Leaves are beautiful, but they’re also a memento mori, for obvious reasons, and even more so for a less obvious reason. I was lucky to know a wonderful woman and rabbi, Erlene, who sadly died last year. She had been in hospital in London for some time and we’d been writing to one another; when I heard that she had died, I’d recently made her this little card with bright green dyed leaf skeletons (I bought them from Millers, oddly), and having nowhere to send it to, it sat on the mantelpiece in our old flat for nearly a year (until we moved out), reminding me of her.

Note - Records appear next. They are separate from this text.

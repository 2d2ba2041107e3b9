// Copyright 2025 the Understory Authors
// SPDX-License-Identifier: Apache-2.0 OR MIT

//! Autoplay: a repeating timer that advances the carousel unless something
//! (hover, focus, a gesture, a hidden document, an explicit pause) holds it.
//!
//! Timing is delegated to [`understory_timing::TimerQueue`]; this module only
//! decides when the interval is armed and where each tick goes.

use understory_timing::TimerQueue;

use crate::settings::Settings;
use crate::signed;

/// Timers a carousel schedules on its queue.
#[derive(Clone, Copy, Debug, PartialEq, Eq, Hash)]
pub enum CarouselTimer {
    /// The autoplay interval.
    Autoplay,
    /// Trailing edge of the resize debounce.
    Resize,
}

/// Quiet period after the last resize before the layout is re-evaluated.
pub const RESIZE_DEBOUNCE_MS: u64 = 50;

/// Which way a finite autoplay sweep is heading.
#[derive(Clone, Copy, Debug, Default, PartialEq, Eq)]
pub enum SweepDirection {
    /// Towards the last slide.
    #[default]
    Forward,
    /// Back towards the first slide.
    Backward,
}

/// Pause bookkeeping and sweep direction.
#[derive(Clone, Copy, Debug, Default, PartialEq, Eq)]
pub struct AutoplayDriver {
    /// Explicitly paused (or autoplay disabled).
    pub paused: bool,
    /// Held by hover, a gesture, or a hidden document.
    pub interrupted: bool,
    /// Held because the carousel has focus.
    pub focussed: bool,
    /// Current sweep direction (finite carousels only).
    pub direction: SweepDirection,
}

impl AutoplayDriver {
    /// Creates a driver that is paused unless `settings.autoplay` is on.
    #[must_use]
    pub fn new(settings: &Settings) -> Self {
        Self {
            paused: !settings.autoplay,
            ..Self::default()
        }
    }

    /// Returns `true` if nothing holds the next tick.
    #[must_use]
    pub fn is_running(&self) -> bool {
        !self.paused && !self.interrupted && !self.focussed
    }

    /// Clears every hold, as an explicit `play` does.
    pub fn resume(&mut self) {
        self.paused = false;
        self.focussed = false;
        self.interrupted = false;
    }

    /// Where the next tick should navigate, or `None` if it is held.
    ///
    /// Infinite carousels always step forward. Finite ones sweep back and
    /// forth, turning around one slide before either end.
    pub fn next_target(
        &mut self,
        current: usize,
        settings: &Settings,
        slide_count: usize,
    ) -> Option<isize> {
        if !self.is_running() {
            return None;
        }
        let current_i = signed(current);
        let scroll = signed(settings.slides_to_scroll.max(1));
        let mut target = current_i + scroll;

        if !settings.infinite {
            match self.direction {
                SweepDirection::Forward if current + 2 == slide_count => {
                    self.direction = SweepDirection::Backward;
                }
                SweepDirection::Forward => {}
                SweepDirection::Backward => {
                    target = current_i - scroll;
                    if current == 1 {
                        self.direction = SweepDirection::Forward;
                    }
                }
            }
        }
        Some(target)
    }

    /// (Re)arms the interval starting at `now`, if there is anything to scroll.
    pub fn arm(
        &self,
        timers: &mut TimerQueue<CarouselTimer>,
        now: u64,
        settings: &Settings,
        slide_count: usize,
    ) {
        timers.cancel(&CarouselTimer::Autoplay);
        if settings.autoplay && slide_count > settings.slides_to_show {
            let period = settings.autoplay_speed.max(1);
            timers.schedule_repeating(CarouselTimer::Autoplay, now.saturating_add(period), period);
        }
    }

    /// Stops the interval.
    pub fn disarm(timers: &mut TimerQueue<CarouselTimer>) {
        timers.cancel(&CarouselTimer::Autoplay);
    }
}

#[cfg(test)]
mod tests {
    use understory_timing::TimerQueue;

    use super::{AutoplayDriver, CarouselTimer, SweepDirection};
    use crate::settings::Settings;

    fn autoplay(infinite: bool) -> Settings {
        Settings {
            autoplay: true,
            infinite,
            ..Settings::default()
        }
    }

    #[test]
    fn holds_block_ticks() {
        let settings = autoplay(true);
        let mut driver = AutoplayDriver::new(&settings);
        assert_eq!(driver.next_target(0, &settings, 5), Some(1));

        driver.interrupted = true;
        assert_eq!(driver.next_target(0, &settings, 5), None);
        driver.resume();
        driver.focussed = true;
        assert_eq!(driver.next_target(0, &settings, 5), None);

        let off = AutoplayDriver::new(&Settings::default());
        assert!(!off.is_running());
    }

    #[test]
    fn finite_sweep_turns_around() {
        let settings = autoplay(false);
        let mut driver = AutoplayDriver::new(&settings);
        let mut current = 0;
        let mut visited = alloc::vec::Vec::new();
        for _ in 0..8 {
            let target = driver.next_target(current, &settings, 4).unwrap();
            current = usize::try_from(target).unwrap();
            visited.push(current);
        }
        assert_eq!(visited, [1, 2, 3, 2, 1, 0, 1, 2]);
        assert_eq!(driver.direction, SweepDirection::Forward);
    }

    #[test]
    fn arming_requires_something_to_scroll() {
        let settings = autoplay(true);
        let driver = AutoplayDriver::new(&settings);
        let mut timers = TimerQueue::new();

        driver.arm(&mut timers, 100, &settings, 1);
        assert!(!timers.is_scheduled(&CarouselTimer::Autoplay));

        driver.arm(&mut timers, 100, &settings, 3);
        assert_eq!(timers.deadline_of(&CarouselTimer::Autoplay), Some(3_100));

        AutoplayDriver::disarm(&mut timers);
        assert!(timers.is_empty());
    }
}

Trees are links to the past, and they inspire me. I like to touch them. And, to quote, erm, myself, “I think it’s fair to say they are much greater than us – so much bigger, older, slower, grander, and harder to hurt. And they do so much for the world, and don’t do anything evil or malicious. They’re a home for birds, insects and all the coolest animals of the forest, like squirrels and bats. Um, actually I think bats live in caves. But never mind. And they make the air that we breathe. They’re amazing.”

Some (many) people translated this respect and awe into actual tree-worship (cf. The Golden Bough). Lots of funky nature worship stuff right here in Scotland, and to a perhaps surprising extent trees and nature are important in Judaism too. Most obvious example would probably be the popular idea of Etz Chaim (The Tree of Life) or Tu Bishvat – we celebrate the trees’ birthday! yay! – but they also come into play at Sukkot and Shavuot. The Torah – the Law – itself is described in a common prayer as being “a tree of life for all who hold fast to it: its ways are ways of pleasantness, and all its paths are peace.”

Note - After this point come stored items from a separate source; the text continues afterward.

// Copyright 2025 the Understory Authors
// SPDX-License-Identifier: Apache-2.0 OR MIT

//! The ordered list of slide handles a carousel owns.
//!
//! Slides are opaque to the engine; `T` is whatever the host uses to refer to
//! its content. The sequence only changes through the structural operations
//! here, and the carousel rebuilds its derived state after each of them.

use alloc::vec::Vec;

/// Ordered slide handles plus the unfiltered list while a filter is active.
#[derive(Clone, Debug, Default, PartialEq, Eq)]
pub struct SlideSequence<T> {
    slides: Vec<T>,
    unfiltered: Option<Vec<T>>,
}

impl<T> SlideSequence<T> {
    /// Creates a sequence from `slides`.
    #[must_use]
    pub fn new(slides: Vec<T>) -> Self {
        Self {
            slides,
            unfiltered: None,
        }
    }

    /// Number of slides (the slide count).
    #[must_use]
    pub fn len(&self) -> usize {
        self.slides.len()
    }

    /// Returns `true` if there are no slides.
    #[must_use]
    pub fn is_empty(&self) -> bool {
        self.slides.is_empty()
    }

    /// The slides in order.
    #[must_use]
    pub fn as_slice(&self) -> &[T] {
        &self.slides
    }

    /// The slide at `index`.
    #[must_use]
    pub fn get(&self, index: usize) -> Option<&T> {
        self.slides.get(index)
    }

    /// Returns `true` while a filter hides some slides.
    #[must_use]
    pub fn is_filtered(&self) -> bool {
        self.unfiltered.is_some()
    }

    /// Inserts `slide`.
    ///
    /// With an `index`, the slide goes before or after the slide at that index,
    /// and an index outside the sequence is rejected. Without one, it goes to
    /// the front (`before`) or the back.
    pub fn add(&mut self, slide: T, index: Option<usize>, before: bool) -> bool {
        let at = match index {
            Some(index) if index >= self.slides.len() => return false,
            Some(index) if before => index,
            Some(index) => index + 1,
            None if before => 0,
            None => self.slides.len(),
        };
        self.slides.insert(at, slide);
        self.unfiltered = None;
        true
    }

    /// Removes slides.
    ///
    /// Without an `index`, removes the first slide (`before`) or the last one.
    /// With one, removes the slide at `index`, or the one before it when
    /// `before` is set. `all` removes every slide once the index is validated.
    /// Returns `false` (and changes nothing) for an index outside the sequence.
    pub fn remove(&mut self, index: Option<usize>, before: bool, all: bool) -> bool {
        let count = self.slides.len();
        let target = match index {
            None if before => Some(0),
            None => count.checked_sub(1),
            Some(index) if before => index.checked_sub(1),
            Some(index) => Some(index),
        };
        let Some(target) = target.filter(|target| *target < count) else {
            return false;
        };
        if all {
            self.slides.clear();
        } else {
            self.slides.remove(target);
        }
        self.unfiltered = None;
        true
    }

    /// Restores the slides hidden by [`SlideSequence::filter`].
    ///
    /// Returns `false` if no filter is active.
    pub fn unfilter(&mut self) -> bool {
        match self.unfiltered.take() {
            Some(all) => {
                self.slides = all;
                true
            }
            None => false,
        }
    }
}

impl<T: Clone> SlideSequence<T> {
    /// Keeps only the slides for which `keep(index, slide)` returns `true`.
    ///
    /// Indexes refer to the unfiltered sequence. Filtering again replaces the
    /// previous filter rather than narrowing it.
    pub fn filter(&mut self, mut keep: impl FnMut(usize, &T) -> bool) {
        let all = self.unfiltered.take().unwrap_or_else(|| self.slides.clone());
        self.slides = all
            .iter()
            .enumerate()
            .filter(|(index, slide)| keep(*index, slide))
            .map(|(_, slide)| slide.clone())
            .collect();
        self.unfiltered = Some(all);
    }
}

Ruskin love: “The leaves of the herbage at our feet take all kinds of strange shapes, as if to invite us to examine them. Star-shaped, heart-shaped, spear-shaped, arrow-shaped, fretted, fringed, cleft, furrowed, serrated, sinuated, in whorls, in tufts, in spires, in wreaths, endlessly expressive, deceptive, fantastic, never the same from footstalks to blossom, they seem perpetually to tempt our watchfulness, and take delight in outstripping our wonder.”

This particular leaf came from a hornbeam tree in George Square, near the labyrinth; I picked it up just after a very pensive stroll around it last week, when I’d been thinking about lots of important things that I still am not entirely ready to go into here because they’re complex and hmm, painful. But lots of other nicer things as well. And, yeah, I am incredibly happy that I came here to Edinburgh and have a lot of respect and joy and happy memories and all that sort of stuff tied up with that particular geographical area. don’twanttoleave. Now I’ll always have a little part of it with me, forever.

Amusingly (I only found this out the other day), hornbeam is the Bach Flower Remedy used “against feelings of exhaustion and tiredness that come before an effort has been made. The person in this state feels that he or she is too tired to cope with the demands of the day. It’s easier to stay in bed or put off making a start – but if an effort can be made to get started the weariness will fade, a sign that unlike the Olive state this is a mental rather than a physical weariness.”
The website quotes Dr. Bach himself: “For those who feel that they have not sufficient strength, mentally or physically, to carry the burden of life placed upon them; the affairs of every day seem too much for them to accomplish, though they generally succeed in fulfilling their task. For those who believe that some part, of mind or body, needs to be strengthened before they can easily fulfil their work.”
I have an anti-procrastination tattoo! Heh.

And just to make today even more awesome, I got a nice jumper from a charity shop for four pounds.